- Born: 13 January 1947 Korçë, Albania
- Died: 6 March 2013 (aged 66) Tirana, Albania
- Occupation: Actor
- Years active: 1961–2013
- Awards: Merited Artist

= Roland Trebicka =

Albanian actor (1947–2013)

Roland Trebicka (13 January 1947 – 6 March 2013) was an Albanian actor. He was the recipient of the Merited Artist of Albania recognition known for his great performance in Albanian films and theaters, mostly for his famous role as Jovan Bregu in the famous comedy Pallati 176.

==Biography==
Roland Trebicka was born in Korçë, southern Albania in 1947. After pursuing secondary studies at the Raqi Qirinxhi, in his birthplace, he started to work at the professional Estrada (a variety show troupe) of the Cultural Center of the Armed Forces of Albania (SHQUP - Shtëpia Qendrore e Ushtrisë Popullore), or otherwise called the Estrada of the Soldier (Estrada e Ushtarit). During those years, it was in the various Estrada of the Albanian cities that many actors, Aleko Prodani, Koço Devole, Zef Deda, Mehdi Male, Behar Mera etc., who later would become famous, would have their debuts. In 1971 Trebicka joined the National Theatre of Albania (then known as Teatri popullor). He worked in the theatre until 1999. After a period of three years at the "Publimedia" company, Trebicka came back to the National Theatre.

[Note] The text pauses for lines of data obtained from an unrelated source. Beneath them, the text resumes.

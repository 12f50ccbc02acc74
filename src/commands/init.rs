use crate::commands::Out;
use crate::{Config, Result};
use anyhow::Context;
use std::path::Path;

/// Creates the home directory, its subdirectories and an initial `config.json` file pointing at
/// `api_url` along with default settings.
///
/// # Arguments
/// - `pockit_home` - The directory that will be the root of the home directory, e.g.
///   `$HOME/pockit`
/// - `api_url` - The base URL of the MyPockit backend, e.g. `http://localhost:8080`
///
/// # Errors
/// - Returns an error if the URL is invalid or any file operations fail.
pub async fn init(pockit_home: &Path, api_url: &str) -> Result<Out<()>> {
    let config = Config::create(pockit_home, api_url)
        .await
        .context("Unable to create the pockit home directory and config")?;
    Ok(format!(
        "Created the pockit home directory at {}",
        config.root().display()
    )
    .into())
}

#[cfg(test)]
mod tests {
    use super::*;
    use tempfile::TempDir;

    #[tokio::test]
    async fn test_init() {
        let dir = TempDir::new().unwrap();
        let home = dir.path().join("pockit");
        let out = init(&home, "http://localhost:8080").await.unwrap();
        assert!(out.message().contains("Created"));
        let config = Config::load(&home).await.unwrap();
        assert_eq!(config.api_url().as_str(), "http://localhost:8080/");
    }

    #[tokio::test]
    async fn test_init_bad_url() {
        let dir = TempDir::new().unwrap();
        assert!(init(dir.path(), "localhost").await.is_err());
    }
}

He peaked with the comedy Pallati 176 and his role of Jovan Bregu. The show has appeared over 500 times, and has had a record of spectators, although it can be often seen on TV. In addition, Trebicka had the roles of Gennarino for the "Big Magic", Sganarel in Don Juan, Khlestakov in The Government Inspector, ecc.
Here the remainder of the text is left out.